As we learned, if you let your green plantains sit on your counter for too long, they will become ripe. Don’t get rid of them! Experiment and try cooking them too. We had them while camping – peeled then wrapped in foil with a little brown sugar and lime juice, topped with dried fruit and nuts, placed in the embers of the campfire for a half hour or so. Delicious!
I’ll make sure to track down more plantain recipes in the future, from both green and ripe plantains. In the meantime, I hope you’re able to find the fruit in order to make Bolón de Verde.
Bolón de Verde or Green Plantain Dumplings
- unripe plantains – called verde or platano verde in Ecuador (do not use green bananas but look for actual plantains; check your local Latin American Market if you can’t find them at the regular store)
- 1 large or 2 small onions
- 2 cloves of garlic
- fresh cheese or Queso Fresco (often used in traditional Mexican and Central American cooking so check your local Latin American Market)
- salt and pepper to taste
- neutral oil for sauteing and frying
Cut and peel the plaintain.
Place plantain in pot and cover with water.
Bring plantains to a boil and cook until soft – about 1/2 hour though I’ve been told that they can be cooked longer. I have a feeling altitude makes a difference. Keep checking by inserting a knife. When it goes in easily, you’re ready to go.
Drain the plantains and let cool slightly before mashing.
Mash away. My mash looked lumpy and not like mashed potatoes but it held together just fine.
Add onion and garlic that you have chopped and fried in a saute pan until soft. If you have achiote oil in the house, feel free to use it for sauteeing. It will give the onions a yellow hue. Season this mixture with salt and pepper.

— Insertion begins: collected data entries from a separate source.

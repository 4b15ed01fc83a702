//! Post-creation customization of named schemas

use std::collections::HashMap;
use std::fmt;

use schemata_core::Schema;

use crate::descriptor::Identity;

type SchemaHook = Box<dyn Fn(&mut Schema)>;
type GlobalHook = Box<dyn Fn(&Identity, &mut Schema)>;

/// Mutators applied once to a freshly compiled schema.
///
/// Hooks see only the schema, never the registry, so they cannot trigger
/// compilation. Per-identity hooks run first, then global hooks, each group
/// in registration order.
#[derive(Default)]
pub struct CustomizationHooks {
    by_identity: HashMap<Identity, Vec<SchemaHook>>,
    global: Vec<GlobalHook>,
}

impl CustomizationHooks {
    #[must_use]
    pub fn new() -> Self {
        Self::default()
    }

    pub fn register(&mut self, identity: Identity, hook: impl Fn(&mut Schema) + 'static) {
        self.by_identity
            .entry(identity)
            .or_default()
            .push(Box::new(hook));
    }

    pub fn register_global(&mut self, hook: impl Fn(&Identity, &mut Schema) + 'static) {
        self.global.push(Box::new(hook));
    }

    pub fn apply(&self, identity: &Identity, schema: &mut Schema) {
        if let Some(hooks) = self.by_identity.get(identity) {
            for hook in hooks {
                hook(schema);
            }
        }
        for hook in &self.global {
            hook(identity, schema);
        }
    }

    #[must_use]
    pub fn is_empty(&self) -> bool {
        self.by_identity.is_empty() && self.global.is_empty()
    }
}

impl fmt::Debug for CustomizationHooks {
    fn fmt(&self, f: &mut fmt::Formatter<'_>) -> fmt::Result {
        f.debug_struct("CustomizationHooks")
            .field("identities", &self.by_identity.len())
            .field("global", &self.global.len())
            .finish()
    }
}
//! Document validation hookpoint and the built-in structural checks

use std::collections::{BTreeMap, BTreeSet};
use std::fmt;

use regex::Regex;
use schemata_core::route::{HttpMethod, Operation, ParameterLocation};
use schemata_core::{OpenApi, Schema, SchemaRef};
use thiserror::Error;

use crate::route::RoutePattern;

/// One problem found in an assembled document
#[derive(Debug, Clone, PartialEq, Eq)]
pub enum ValidationIssue {
    UnresolvedReference { location: String, reference: String },
    InvalidPattern { location: String, pattern: String, reason: String },
    InvalidPath { path: String, reason: String },
    DuplicateOperationId { operation_id: String, first: String, second: String },
    /// `{name}` in the path with no matching path parameter
    UndeclaredPathParameter { operation: String, name: String },
    /// Path parameter with no matching `{name}` in the path
    UnusedPathParameter { operation: String, name: String },
    MissingResponses { operation: String },
    UnknownSecurityScheme { location: String, scheme: String },
}

impl fmt::Display for ValidationIssue {
    fn fmt(&self, f: &mut fmt::Formatter<'_>) -> fmt::Result {
        match self {
            Self::UnresolvedReference { location, reference } => {
                write!(f, "{location}: reference {reference} does not resolve")
            }
            Self::InvalidPattern {
                location,
                pattern,
                reason,
            } => write!(f, "{location}: pattern {pattern:?} does not compile: {reason}"),
            Self::InvalidPath { path, reason } => write!(f, "path {path}: {reason}"),
            Self::DuplicateOperationId {
                operation_id,
                first,
                second,
            } => write!(
                f,
                "operationId {operation_id:?} is used by both {first} and {second}"
            ),
            Self::UndeclaredPathParameter { operation, name } => {
                write!(f, "{operation}: path placeholder {{{name}}} is not declared")
            }
            Self::UnusedPathParameter { operation, name } => {
                write!(f, "{operation}: path parameter {name} does not appear in the path")
            }
            Self::MissingResponses { operation } => write!(f, "{operation}: no responses"),
            Self::UnknownSecurityScheme { location, scheme } => {
                write!(f, "{location}: security scheme {scheme} is not declared")
            }
        }
    }
}

/// A document that failed validation, with every issue found
#[derive(Error, Debug, Clone, PartialEq, Eq)]
#[error("document failed validation: {}", summarize(.issues))]
pub struct ValidationError {
    pub issues: Vec<ValidationIssue>,
}

fn summarize(issues: &[ValidationIssue]) -> String {
    issues
        .iter()
        .map(ToString::to_string)
        .collect::<Vec<_>>()
        .join("; ")
}

/// Checks an assembled document before it is handed back
pub trait DocumentValidator {
    /// # Errors
    ///
    /// A [`ValidationError`] listing what is wrong with the document.
    fn validate(&self, document: &OpenApi) -> Result<(), ValidationError>;
}

/// Validator that accepts everything
#[derive(Debug, Clone, Copy, Default)]
pub struct AcceptAll;

impl DocumentValidator for AcceptAll {
    fn validate(&self, _document: &OpenApi) -> Result<(), ValidationError> {
        Ok(())
    }
}

/// Internal consistency checks: references resolve, patterns compile,
/// operation ids are unique, path placeholders match path parameters,
/// every operation documents a response and security requirements name
/// declared schemes.
#[derive(Debug, Clone, Copy, Default)]
pub struct StructuralValidator;

impl DocumentValidator for StructuralValidator {
    fn validate(&self, document: &OpenApi) -> Result<(), ValidationError> {
        let mut checker = Checker::new(document);
        checker.check_document();
        if checker.issues.is_empty() {
            Ok(())
        } else {
            Err(ValidationError {
                issues: checker.issues,
            })
        }
    }
}

struct Checker<'a> {
    document: &'a OpenApi,
    schemes: BTreeSet<&'a str>,
    operation_ids: BTreeMap<&'a str, String>,
    issues: Vec<ValidationIssue>,
}

impl<'a> Checker<'a> {
    fn new(document: &'a OpenApi) -> Self {
        let schemes = document
            .components
            .as_ref()
            .and_then(|components| components.security_schemes.as_ref())
            .map(|schemes| schemes.keys().map(String::as_str).collect())
            .unwrap_or_default();
        Self {
            document,
            schemes,
            operation_ids: BTreeMap::new(),
            issues: Vec::new(),
        }
    }

    fn check_document(&mut self) {
        let document = self.document;
        if let Some(schemas) = document
            .components
            .as_ref()
            .and_then(|components| components.schemas.as_ref())
        {
            for (name, schema) in schemas {
                self.check_schema(schema, &format!("#/components/schemas/{name}"));
            }
        }
        for requirement in document.security.iter().flatten() {
            self.check_security(requirement, "document");
        }
        for (path, item) in &document.paths {
            let placeholders = match RoutePattern::parse(path) {
                Ok(parsed) => parsed
                    .path_params
                    .into_iter()
                    .map(|(name, _)| name)
                    .collect::<BTreeSet<_>>(),
                Err(reason) => {
                    self.issues.push(ValidationIssue::InvalidPath {
                        path: path.clone(),
                        reason,
                    });
                    continue;
                }
            };
            for (method, operation) in item.operations() {
                self.check_operation(path, method, operation, &placeholders);
            }
        }
    }

    fn check_operation(
        &mut self,
        path: &str,
        method: HttpMethod,
        operation: &'a Operation,
        placeholders: &BTreeSet<String>,
    ) {
        let location = format!("{method} {path}");

        if let Some(id) = operation.operation_id.as_deref() {
            match self.operation_ids.get(id) {
                Some(first) => self.issues.push(ValidationIssue::DuplicateOperationId {
                    operation_id: id.to_string(),
                    first: first.clone(),
                    second: location.clone(),
                }),
                None => {
                    self.operation_ids.insert(id, location.clone());
                }
            }
        }

        let parameters = operation.parameters.as_deref().unwrap_or_default();
        let declared: BTreeSet<&str> = parameters
            .iter()
            .filter(|parameter| parameter.r#in == ParameterLocation::Path)
            .map(|parameter| parameter.name.as_str())
            .collect();
        for name in placeholders {
            if !declared.contains(name.as_str()) {
                self.issues.push(ValidationIssue::UndeclaredPathParameter {
                    operation: location.clone(),
                    name: name.clone(),
                });
            }
        }
        for name in &declared {
            if !placeholders.contains(*name) {
                self.issues.push(ValidationIssue::UnusedPathParameter {
                    operation: location.clone(),
                    name: (*name).to_string(),
                });
            }
        }
        for parameter in parameters {
            if let Some(schema) = &parameter.schema {
                self.check_schema_ref(schema, &format!("{location} parameter {}", parameter.name));
            }
        }

        if let Some(body) = &operation.request_body {
            for (content_type, media) in &body.content {
                if let Some(schema) = &media.schema {
                    self.check_schema_ref(schema, &format!("{location} request {content_type}"));
                }
            }
        }
        if operation.responses.is_empty() {
            self.issues.push(ValidationIssue::MissingResponses {
                operation: location.clone(),
            });
        }
        for (status, response) in &operation.responses {
            for media in response.content.iter().flat_map(BTreeMap::values) {
                if let Some(schema) = &media.schema {
                    self.check_schema_ref(schema, &format!("{location} response {status}"));
                }
            }
        }
        for requirement in operation.security.iter().flatten() {
            self.check_security(requirement, &location);
        }
    }

    fn check_security(&mut self, requirement: &BTreeMap<String, Vec<String>>, location: &str) {
        for scheme in requirement.keys() {
            if !self.schemes.contains(scheme.as_str()) {
                self.issues.push(ValidationIssue::UnknownSecurityScheme {
                    location: location.to_string(),
                    scheme: scheme.clone(),
                });
            }
        }
    }

    fn check_schema_ref(&mut self, schema: &SchemaRef, location: &str) {
        match schema {
            SchemaRef::Ref(reference) => {
                let resolves = reference
                    .component_name()
                    .is_some_and(|name| self.document.schema(name).is_some());
                if !resolves {
                    self.issues.push(ValidationIssue::UnresolvedReference {
                        location: location.to_string(),
                        reference: reference.ref_path.clone(),
                    });
                }
            }
            SchemaRef::Inline(schema) => self.check_schema(schema, location),
        }
    }

    fn check_schema(&mut self, schema: &Schema, location: &str) {
        if let Some(pattern) = &schema.pattern
            && let Err(err) = Regex::new(pattern)
        {
            self.issues.push(ValidationIssue::InvalidPattern {
                location: location.to_string(),
                pattern: pattern.clone(),
                reason: err.to_string(),
            });
        }
        if let Some(items) = &schema.items {
            self.check_schema_ref(items, &format!("{location}.items"));
        }
        if let Some(values) = &schema.additional_properties {
            self.check_schema_ref(values, &format!("{location}.additionalProperties"));
        }
        for (name, property) in schema.properties.iter().flatten() {
            self.check_schema_ref(property, &format!("{location}.{name}"));
        }
        for (index, part) in schema.all_of.iter().flatten().enumerate() {
            self.check_schema_ref(part, &format!("{location}.allOf[{index}]"));
        }
    }
}
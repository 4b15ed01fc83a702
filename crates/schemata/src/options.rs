//! Document-level options, loadable from any serde format

use schemata_core::openapi::{OpenApiVersion, Server};
use serde::{Deserialize, Serialize};

/// How shapes without a local name are named
#[derive(Debug, Clone, Copy, Default, PartialEq, Eq, Serialize, Deserialize)]
#[serde(rename_all = "kebab-case")]
pub enum AnonymousNaming {
    /// `AnonymousType<N>`, N being the number of schemas registered so far.
    /// Names depend on registration order.
    #[default]
    Sequential,
    /// `AnonymousType_<hash>` derived from the shape itself; stable across orderings.
    ContentHash,
}

/// What to do when an enum lists the same literal more than once
#[derive(Debug, Clone, Copy, Default, PartialEq, Eq, Serialize, Deserialize)]
#[serde(rename_all = "kebab-case")]
pub enum EnumDuplicates {
    /// Keep the first occurrence of each literal
    #[default]
    Deduplicate,
    /// Fail with `DuplicateEnumValue`
    Reject,
}

/// Options for one generated document
#[derive(Debug, Clone, PartialEq, Eq, Serialize, Deserialize)]
#[serde(default)]
pub struct ApiOptions {
    pub title: String,
    pub version: String,
    pub description: Option<String>,
    pub openapi: OpenApiVersion,
    /// Namespaces starting with any of these are dropped from schema names
    pub strip_prefixes: Vec<String>,
    pub anonymous_naming: AnonymousNaming,
    pub enum_duplicates: EnumDuplicates,
    pub servers: Vec<Server>,
}

impl Default for ApiOptions {
    fn default() -> Self {
        Self {
            title: "API".to_string(),
            version: "0.0.0".to_string(),
            description: None,
            openapi: OpenApiVersion::default(),
            strip_prefixes: Vec::new(),
            anonymous_naming: AnonymousNaming::default(),
            enum_duplicates: EnumDuplicates::default(),
            servers: Vec::new(),
        }
    }
}

impl ApiOptions {
    #[must_use]
    pub fn new(title: impl Into<String>, version: impl Into<String>) -> Self {
        Self {
            title: title.into(),
            version: version.into(),
            ..Self::default()
        }
    }

    #[must_use]
    pub fn strip_prefix(mut self, prefix: impl Into<String>) -> Self {
        self.strip_prefixes.push(prefix.into());
        self
    }

    #[must_use]
    pub const fn anonymous_naming(mut self, naming: AnonymousNaming) -> Self {
        self.anonymous_naming = naming;
        self
    }

    #[must_use]
    pub const fn enum_duplicates(mut self, policy: EnumDuplicates) -> Self {
        self.enum_duplicates = policy;
        self
    }
}
//! Orchestrator integration tests.
//!
//! Tests the full flow: config -> batcher/forwarder wiring -> checks ->
//! health -> ordered shutdown.

use std::sync::Arc;
use std::sync::atomic::{AtomicUsize, Ordering};
use std::time::Duration;

use tempfile::TempDir;
use topoagent_batcher::TopologySubmitter;
use topoagent_collectors::{CheckTopologyCollector, CollectorError, TopologyCheck};
use topoagent_core::config::AgentConfig;
use topoagent_core::topology::{CheckId, Component, Instance};
use topoagent_daemon::orchestrator::Orchestrator;

const WAIT: Duration = Duration::from_secs(5);

/// Minimal config: batcher on, docker and metrics off, no PID file.
fn minimal_test_config() -> AgentConfig {
    let toml_str = r#"
[general]
log_level = "info"
hostname = "test-node"
pid_file = ""

[batcher]
enabled = true
max_capacity = 10

[docker]
enabled = false

[metrics]
enabled = false
"#;
    AgentConfig::parse(toml_str).expect("failed to parse minimal config")
}

/// Check that submits a fixed number of components and completes.
struct FixedCheck {
    collector: CheckTopologyCollector,
    components: usize,
    runs: AtomicUsize,
}

impl FixedCheck {
    fn new(components: usize) -> Self {
        Self {
            collector: CheckTopologyCollector::new("fixed_topology", Instance::new("test", "local")),
            components,
            runs: AtomicUsize::new(0),
        }
    }
}

impl TopologyCheck for FixedCheck {
    fn name(&self) -> &str {
        "fixed_topology"
    }

    async fn run(&self, submitter: &dyn TopologySubmitter) -> Result<(), CollectorError> {
        for i in 0..self.components {
            self.collector
                .submit_component(submitter, Component::new(format!("c-{i}"), "test"));
        }
        self.collector.submit_complete(submitter);
        self.runs.fetch_add(1, Ordering::SeqCst);
        Ok(())
    }
}

async fn wait_for_runs(check: &FixedCheck, runs: usize) {
    tokio::time::timeout(WAIT, async {
        while check.runs.load(Ordering::SeqCst) < runs {
            tokio::time::sleep(Duration::from_millis(5)).await;
        }
    })
    .await
    .expect("check did not run in time");
}

#[tokio::test]
async fn test_build_minimal_config_is_healthy() {
    // Given: A minimal config
    let config = minimal_test_config();

    // When: Building the orchestrator
    let mut orchestrator = Orchestrator::build_from_config(config)
        .await
        .expect("should build");

    // Then: Batcher and forwarder are reported healthy, no checks scheduled
    let health = orchestrator.health();
    assert!(health.status.is_healthy(), "status: {}", health.status);
    let names: Vec<&str> = health.components.iter().map(|c| c.name.as_str()).collect();
    assert_eq!(names, vec!["batcher", "forwarder"]);
    assert!(orchestrator.check_names().is_empty());
    assert_eq!(orchestrator.identity().hostname, "test-node");

    let stats = orchestrator.shutdown().await.expect("shutdown should succeed");
    assert_eq!(stats.map(|s| s.payloads), Some(0));
}

#[tokio::test]
async fn test_build_rejects_invalid_config() {
    // Given: A config with zero batcher capacity
    let mut config = minimal_test_config();
    config.batcher.max_capacity = 0;

    // When: Building the orchestrator
    let result = Orchestrator::build_from_config(config).await;

    // Then: Validation fails before anything is spawned
    let err = result.err().expect("zero capacity should be rejected");
    assert!(
        err.to_string().contains("config validation failed"),
        "unexpected error: {}",
        err
    );
}

#[tokio::test]
async fn test_submissions_reach_forwarder_before_shutdown_completes() {
    // Given: A running orchestrator
    let mut orchestrator = Orchestrator::build_from_config(minimal_test_config())
        .await
        .expect("should build");
    let submitter = orchestrator.submitter();

    // When: Submitting below capacity without completing, then shutting down
    for i in 0..3 {
        submitter.submit_component(
            CheckId::from("manual"),
            Instance::new("test", "local"),
            Component::new(format!("c-{i}"), "test"),
        );
    }
    let stats = orchestrator
        .shutdown()
        .await
        .expect("shutdown should succeed")
        .expect("forwarder should be running");

    // Then: The final flush produced exactly one payload
    assert_eq!(stats.payloads, 1);
    assert!(stats.bytes > 0);
}

#[tokio::test]
async fn test_spawned_check_flows_through_pipeline() {
    // Given: An orchestrator with a custom check
    let mut orchestrator = Orchestrator::build_from_config(minimal_test_config())
        .await
        .expect("should build");
    let check = Arc::new(FixedCheck::new(4));
    orchestrator.spawn_check(Arc::clone(&check), Duration::from_secs(3600));
    assert_eq!(orchestrator.check_names(), vec!["fixed_topology"]);

    // When: The first run completes and the daemon shuts down
    wait_for_runs(&check, 1).await;
    assert!(orchestrator.health().status.is_healthy());
    let stats = orchestrator
        .shutdown()
        .await
        .expect("shutdown should succeed")
        .expect("forwarder should be running");

    // Then: Complete flushed one payload, the empty final flush added none
    assert_eq!(check.runs.load(Ordering::SeqCst), 1);
    assert_eq!(stats.payloads, 1);
}

#[tokio::test]
async fn test_capacity_flushes_are_forwarded() {
    // Given: Capacity 10 and a check submitting 25 components per run
    let mut orchestrator = Orchestrator::build_from_config(minimal_test_config())
        .await
        .expect("should build");
    let check = Arc::new(FixedCheck::new(25));
    orchestrator.spawn_check(Arc::clone(&check), Duration::from_secs(3600));

    // When: One run completes
    wait_for_runs(&check, 1).await;
    let stats = orchestrator
        .shutdown()
        .await
        .expect("shutdown should succeed")
        .expect("forwarder should be running");

    // Then: Two capacity flushes (10 + 10) plus the complete flush (5)
    assert_eq!(stats.payloads, 3);
}

#[tokio::test]
async fn test_batcher_disabled_uses_noop_submitter() {
    // Given: Batcher disabled
    let mut config = minimal_test_config();
    config.batcher.enabled = false;

    // When: Building and submitting
    let mut orchestrator = Orchestrator::build_from_config(config)
        .await
        .expect("should build");
    orchestrator.submitter().submit_complete(CheckId::from("ignored"));

    // Then: Health ignores the disabled batcher, shutdown has no forwarder
    let health = orchestrator.health();
    assert!(health.status.is_healthy(), "status: {}", health.status);
    assert!(health.components.iter().all(|c| !c.enabled));
    let stats = orchestrator.shutdown().await.expect("shutdown should succeed");
    assert!(stats.is_none());
}

#[tokio::test]
async fn test_docker_check_scheduled_when_enabled() {
    // Given: Docker enabled on a path that is not a listening socket
    let temp_dir = TempDir::new().expect("should create temp dir");
    let socket = temp_dir.path().join("docker.sock");
    std::fs::write(&socket, b"").expect("should create placeholder");
    let mut config = minimal_test_config();
    config.docker.enabled = true;
    config.docker.docker_socket = socket.display().to_string();

    // When: Building the orchestrator
    let mut orchestrator = Orchestrator::build_from_config(config)
        .await
        .expect("docker client connects lazily");

    // Then: The docker check is scheduled and survives failed runs
    assert_eq!(orchestrator.check_names(), vec!["docker_topology"]);
    tokio::time::sleep(Duration::from_millis(50)).await;
    assert!(orchestrator.health().status.is_healthy());

    orchestrator.shutdown().await.expect("shutdown should succeed");
}

#[tokio::test]
async fn test_shutdown_twice_is_safe() {
    // Given: An orchestrator that has already been shut down
    let mut orchestrator = Orchestrator::build_from_config(minimal_test_config())
        .await
        .expect("should build");
    orchestrator.shutdown().await.expect("first shutdown");

    // When: Shutting down again
    let second = orchestrator.shutdown().await.expect("second shutdown");

    // Then: Nothing left to drain
    assert!(second.is_none());
}

#[tokio::test]
async fn test_run_until_manages_pid_file() {
    // Given: A config pointing the PID file into a temp directory
    let temp_dir = TempDir::new().expect("should create temp dir");
    let pid_path = temp_dir.path().join("topoagent.pid");
    let mut config = minimal_test_config();
    config.general.pid_file = pid_path.display().to_string();
    let mut orchestrator = Orchestrator::build_from_config(config)
        .await
        .expect("should build");

    // When: Running until an immediate shutdown trigger
    let observed = pid_path.clone();
    let result = orchestrator
        .run_until(async move {
            assert!(observed.exists(), "PID file should exist while running");
            Ok("test")
        })
        .await;

    // Then: Run succeeds and the PID file is removed
    assert!(result.is_ok(), "run_until failed: {:?}", result.err());
    assert!(!pid_path.exists(), "PID file should be removed on shutdown");
}

#[tokio::test]
async fn test_run_until_fails_when_pid_file_exists() {
    // Given: A PID file left by another instance
    let temp_dir = TempDir::new().expect("should create temp dir");
    let pid_path = temp_dir.path().join("topoagent.pid");
    std::fs::write(&pid_path, "4242\n").expect("should write PID file");
    let mut config = minimal_test_config();
    config.general.pid_file = pid_path.display().to_string();
    let mut orchestrator = Orchestrator::build_from_config(config)
        .await
        .expect("should build");

    // When: Running
    let result = orchestrator.run_until(async { Ok("unreachable") }).await;

    // Then: Startup fails and the foreign PID file is left alone
    let err = result.expect_err("duplicate instance should be rejected");
    assert!(err.to_string().contains("4242"));
    assert_eq!(
        std::fs::read_to_string(&pid_path).expect("read"),
        "4242\n"
    );
}
//! Aggregated health reporting.
//!
//! Combines the batcher, forwarder and check task states into a single
//! [`DaemonHealth`] report. The overall daemon status is the worst
//! status among all enabled components.
//!
//! # Aggregation Rule
//!
//! - All Healthy -> Healthy
//! - Any Degraded, none Unhealthy -> Degraded(reason)
//! - Any Unhealthy -> Unhealthy(reason)

use serde::Serialize;

use topoagent_core::pipeline::HealthStatus;

/// Aggregated health report for the entire daemon.
#[derive(Debug, Clone, Serialize)]
pub struct DaemonHealth {
    /// Overall daemon health status (worst of all components).
    pub status: HealthStatus,
    /// Daemon uptime in seconds since start.
    pub uptime_secs: u64,
    /// Per-component health reports.
    pub components: Vec<ComponentHealth>,
}

/// Health status for a single daemon component.
#[derive(Debug, Clone, Serialize)]
pub struct ComponentHealth {
    /// Component name (e.g., "batcher", "forwarder", "check:docker_topology").
    pub name: String,
    /// Whether the component is enabled in configuration.
    pub enabled: bool,
    /// Current health status of the component.
    pub status: HealthStatus,
}

impl ComponentHealth {
    /// Create a health entry for one component.
    pub fn new(name: impl Into<String>, enabled: bool, status: HealthStatus) -> Self {
        Self {
            name: name.into(),
            enabled,
            status,
        }
    }
}

/// Aggregate multiple component health statuses into a single status.
///
/// Returns the worst status found: Unhealthy > Degraded > Healthy.
/// Only considers enabled components.
pub fn aggregate_status(components: &[ComponentHealth]) -> HealthStatus {
    let mut worst = HealthStatus::Healthy;
    let mut reasons = Vec::new();

    for component in components.iter().filter(|c| c.enabled) {
        match &component.status {
            HealthStatus::Healthy => {}
            HealthStatus::Degraded(reason) => {
                if !worst.is_unhealthy() {
                    reasons.push(format!("{}: {}", component.name, reason));
                    worst = HealthStatus::Degraded(String::new());
                }
            }
            HealthStatus::Unhealthy(reason) => {
                reasons.push(format!("{}: {}", component.name, reason));
                worst = HealthStatus::Unhealthy(String::new());
            }
        }
    }

    match worst {
        HealthStatus::Healthy => HealthStatus::Healthy,
        HealthStatus::Degraded(_) => HealthStatus::Degraded(reasons.join("; ")),
        HealthStatus::Unhealthy(_) => HealthStatus::Unhealthy(reasons.join("; ")),
    }
}

/// Health of a background task that should run until shutdown.
pub fn task_status(finished: bool, what: &str) -> HealthStatus {
    if finished {
        HealthStatus::Unhealthy(format!("{what} exited unexpectedly"))
    } else {
        HealthStatus::Healthy
    }
}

Take enough dough to form a ball, about the size of a small tomato, and insert a cube of fresh cheese.
Keep forming balls until all the mixture has been used. This recipe should have made 8 but my last ball didn’t want to hold together. Figure about two balls for every plantain used.
Heat a thin layer of vegetable oil in a pan. Cook until the dumplings are browned on all sides. These can also be deep-fried if you have the proper set up.
Voila! Delicious Green Plantain Dumplings!
Our favorite way to eat a crispy Bolón de Verde is with a fried egg and a little aji on the side. But experiment and let me know how you like them best. Buen provecho!
Since writing this article, we’ve learned that you can also add smaller bits of cubed cheese and/or pieces of fried pork called chicharrón to the dough. In the United States, bacon bits could be a great addition.
Great explanation! There’s another way to cook bolones, you first make patacones (thick slices lightly fried, then flattened with the end of a glass, then fried again; then you break them and form the ball with the cheese and chicharrón cubes, then oven it a bit. They are Cruz n by and lovely, try it! Also there are more ecuadorian dishes that use green plantain: tigrillo, green plantain balls filled with vegetables soup, verde tortillas, verde empanadas, and the list goes on! 💕 in the UK you can order plantain in Amazon if you can’t find it.
Thanks for all your wonderful suggestions! We love tigrillo and make our own version a few times a month. It’s a power-packed breakfast, for sure! We’re fortunate in Portland, Oregon as we can get green plantains most weeks at our regular grocery store. If only we could get them to store green plantains separately from maduros!